Я и правда в далеком прошлом, более тридцати лет назад, дважды выдвигался на премию Акутагавы. И оба раза премию я не получил. Как верно замечает автор, я действительно держусь на некотором отдалении от так называемых «литературных кругов». Но дела обстоят так не потому, что я не получил (или не смог получить) премию Акутагавы, а потому, что у меня с самого начала не было ни интереса, ни нужной эрудиции, чтобы влиться в эти самые круги. И мне не нравится, что меня ставят в трудное положение, усматривая причинно-следственную связь без всякого на то основания между двумя совершенно самобытными фактами.

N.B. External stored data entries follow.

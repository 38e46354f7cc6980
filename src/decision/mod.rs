// =============================================================================
// Decision engine (C10)
// =============================================================================
//
// Evaluated once per tick per active mode, against that mode's isolated
// `ModeContext` and the tick's shared `MarketSnapshot`. Ten steps, in order:
// mode filters, regime gating, AI override, sniper-style filters, signal
// formation, edge check, microstructure confirmation, cost-aware filter,
// liquidation pressure adjustment, entry-delay confirmation. Any step can
// short-circuit to HOLD; the short-circuit idiom follows smart_filters.rs's
// `Option<reason>` gate chain. The microstructure ensemble in step 7 follows
// the weighted-signal shape of signals/weighted_score.rs, simplified to the
// three book-derived readings the snapshot carries.

use std::time::Instant;

use chrono::{DateTime, Utc};

use crate::bridge::{AiCommand, BridgeCommand};
use crate::config::{DecisionThresholds, FeeSchedule};
use crate::market::liquidation_pressure::DirectionalBias;
use crate::market::regime::MarketRegime;
use crate::market::snapshot::MarketSnapshot;
use crate::market::vpin::VpinLevel;
use crate::market::{PressureLevel, Recommendation, ReversalRisk};
use crate::modes::{ModeContext, PendingEntry, StrategyStyle};
use crate::types::{Direction, SnapshotRegime, WhaleSignal};

/// Direction probes hold this long between unconditional probe emissions,
/// distinct from the per-mode `entry_cooldown_secs` used by every other
/// style.
pub const PROBE_COOLDOWN_SECS: u64 = 10;

const MOMENTUM_FLOOR_PCT: f64 = 0.05;
const VOLATILITY_GUARD_MULTIPLIER: f64 = 0.5;
const MIN_NET_EDGE_PCT: f64 = 0.3;
const MICROSTRUCTURE_ENSEMBLE_THRESHOLD: f64 = 0.15;
/// Confidence assigned to a fresh whale-driven signal, independent of the
/// underlying whale tracker's own quality grading.
const WHALE_SIGNAL_CONFIDENCE: f64 = 0.75;
const WHALE_SIGNAL_MAX_AGE_SECS: i64 = 60;
/// "ABSOLUTE RULE #1": a whale print this dominant overrides whatever the AI
/// bridge said, for AI-driven styles only.
const WHALE_DOMINANCE_OVERRIDE_RATIO: f64 = 0.70;
/// Trend style needs at least this many consecutive closed bars confirming
/// the current structure direction before it trusts it.
const TREND_MIN_PERSISTENCE: u32 = 3;
/// Below this, the trend reading is too weak to be worth trading either way.
const TREND_MIN_STRENGTH_PCT: f64 = 3.0;
/// Scalper needs at least this much combined OBI-velocity/microprice-pressure
/// impulse before a micro-move is worth chasing.
const SCALPER_MICRO_IMPULSE_FLOOR: f64 = 4e-4;
/// Reversion needs a range at least this wide (percent of mid) to have room
/// to mean-revert into.
const REVERSION_MIN_RANGE_WIDTH_PCT: f64 = 0.15;
const REVERSION_RANGE_POSITION_LOW: f64 = 0.22;
const REVERSION_RANGE_POSITION_HIGH: f64 = 0.78;
/// Maximum number of same-direction AI pyramid adds allowed open at once.
const MAX_PYRAMID_ORDERS: usize = 3;

#[derive(Debug, Clone, Copy, PartialEq, Eq)]
pub enum Action {
    Long,
    Short,
    Hold,
}

#[derive(Debug, Clone)]
pub struct Decision {
    pub action: Action,
    pub confidence: f64,
    pub reason: String,
    pub size_multiplier: f64,
    pub cascade_aligned: bool,
    pub lp_whale_burst_extreme_aligned: bool,
    /// Set when an AI bridge issued ADD_LONG/ADD_SHORT against an
    /// already-open position rather than a fresh directional entry — these
    /// bypass the single-open-position gate and stack instead of replacing.
    pub is_pyramid_add: bool,
}

impl Decision {
    fn hold(reason: impl Into<String>) -> Self {
        Self {
            action: Action::Hold,
            confidence: 0.0,
            reason: reason.into(),
            size_multiplier: 1.0,
            cascade_aligned: false,
            lp_whale_burst_extreme_aligned: false,
            is_pyramid_add: false,
        }
    }

    fn entry(action: Action, confidence: f64, reason: impl Into<String>) -> Self {
        Self {
            action,
            confidence,
            reason: reason.into(),
            size_multiplier: 1.0,
            cascade_aligned: false,
            lp_whale_burst_extreme_aligned: false,
            is_pyramid_add: false,
        }
    }
}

Ведь найдутся же люди, которые прочитают вышеупомянутый отрывок и сделают вывод: «Так вот оно что! Харуки Мураками просто не смог получить премию и поэтому на всю дальнейшую жизнь ушел из литературных кругов». Хуже того, это даже может стать общепринятым мнением. Вообще-то я всегда считал, что в разговоре о писательстве умение не путать умозрительные предположения и факты – это основа основ, разве не так? С другой стороны, раньше говорили, что литературные круги меня не приняли, а теперь говорят, что я сам от них дистанцировался, так значит, это больше повод для радости…

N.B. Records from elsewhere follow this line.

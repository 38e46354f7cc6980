// =============================================================================
// REST API Endpoints — Axum 0.7
// =============================================================================
//
// Purely observational and administrative: `/health` is public, everything
// else requires a valid Bearer token via the `AuthBearer` extractor. None of
// these handlers ever originate a trading decision — they read a snapshot
// off `ControlState` or flip one of its pause/resume/kill flags, which the
// engine tick loop checks at the top of its next iteration.
//
// CORS is configured permissively for development; tighten `allowed_origins`
// in production.
// =============================================================================

use std::sync::Arc;

use axum::{
    extract::State,
    http::StatusCode,
    response::IntoResponse,
    routing::{get, post},
    Json, Router,
};
use serde::Serialize;
use tower_http::cors::{Any, CorsLayer};
use tracing::info;

use crate::api::auth::AuthBearer;
use crate::control::ControlState;

/// Build the full REST API router with CORS middleware and shared state.
pub fn router(state: Arc<ControlState>) -> Router {
    let cors = CorsLayer::new().allow_origin(Any).allow_methods(Any).allow_headers(Any);

    Router::new()
        .route("/health", get(health))
        .route("/state", get(full_state))
        .route("/modes", get(modes))
        .route("/decisions", get(decisions))
        .route("/control/pause", post(control_pause))
        .route("/control/resume", post(control_resume))
        .route("/control/kill", post(control_kill))
        .route("/ws", get(crate::api::ws::ws_handler))
        .layer(cors)
        .with_state(state)
}

#[derive(Serialize)]
struct HealthResponse {
    status: &'static str,
    tick_count: u64,
    uptime_secs: u64,
}

async fn health(State(state): State<Arc<ControlState>>) -> impl IntoResponse {
    let snap = state.snapshot();
    Json(HealthResponse {
        status: "ok",
        tick_count: snap.tick_count,
        uptime_secs: snap.uptime_secs,
    })
}

async fn full_state(State(state): State<Arc<ControlState>>, _auth: AuthBearer) -> impl IntoResponse {
    Json(state.snapshot())
}

async fn modes(State(state): State<Arc<ControlState>>, _auth: AuthBearer) -> impl IntoResponse {
    Json(state.modes())
}

async fn decisions(State(state): State<Arc<ControlState>>, _auth: AuthBearer) -> impl IntoResponse {
    Json(state.decisions())
}

#[derive(Serialize)]
struct ControlAck {
    ok: bool,
    paused: bool,
    kill_requested: bool,
}

fn ack(state: &ControlState) -> ControlAck {
    ControlAck {
        ok: true,
        paused: state.is_paused(),
        kill_requested: state.is_kill_requested(),
    }
}

async fn control_pause(State(state): State<Arc<ControlState>>, _auth: AuthBearer) -> impl IntoResponse {
    state.pause();
    info!("control surface: pause requested");
    (StatusCode::OK, Json(ack(&state)))
}

async fn control_resume(State(state): State<Arc<ControlState>>, _auth: AuthBearer) -> impl IntoResponse {
    state.resume();
    info!("control surface: resume requested");
    (StatusCode::OK, Json(ack(&state)))
}

async fn control_kill(State(state): State<Arc<ControlState>>, _auth: AuthBearer) -> impl IntoResponse {
    state.kill();
    info!("control surface: kill requested");
    (StatusCode::OK, Json(ack(&state)))
}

Одна из причин, по которой я держусь на расстоянии от литературной элиты, состоит, как мне кажется, в том, что я совсем не собирался быть прозаиком. Я жил самой обычной жизнью самого обычного человека, потом вдруг что-то произошло, и я написал роман, который неожиданно получил премию для начинающих писателей. Я и понятия не имел, что представляют собой такие базовые вещи, как литературные круги и премии. К тому же поначалу у меня была другая основная профессия, я целыми днями был ею занят. Даже на самые необходимые вещи времени катастрофически не хватало. Если бы вдруг я раздвоился или, скажем, отрастил себе еще пару рук, все равно не факт, что я бы успевал сделать все, что хотелось. С одной парой рук вообще мало что удавалось успеть, почти ничего из необязательного досуга. Когда я стал профессиональным писателем, в теории свободного времени стало больше, но по некоторым причинам я сменил образ жизни, начал рано ложиться и рано вставать, регулярно заниматься спортом и из-за этого почти перестал куда-нибудь выходить по вечерам. В квартале Голден Гай на Синдзюку[13] я так и не побывал. Хотя я ничего не имею против этого квартала, как и против литературного бомонда. Просто тогда у меня реально не было ни времени, ни жизненной необходимости заниматься чем-то подобным.
Теперь о премии Акутагавы. Я не знаю, «заколдована» она или нет, крепнет у нее авторитет или не крепнет, да и вообще я об этом не особо задумывался. Я плохо представляю, кто на сегодняшний день стал ее лауреатом, а кто – нет. Мне и раньше это было не так уж интересно, а сейчас, пожалуй, еще меньше. Если, по предположению автора журнальной колонки, тут замешано колдовство, то лично меня оно совсем не коснулось. Может, что-то пошло не так и колдовские силы повернули в другую сторону, так до меня и не долетев.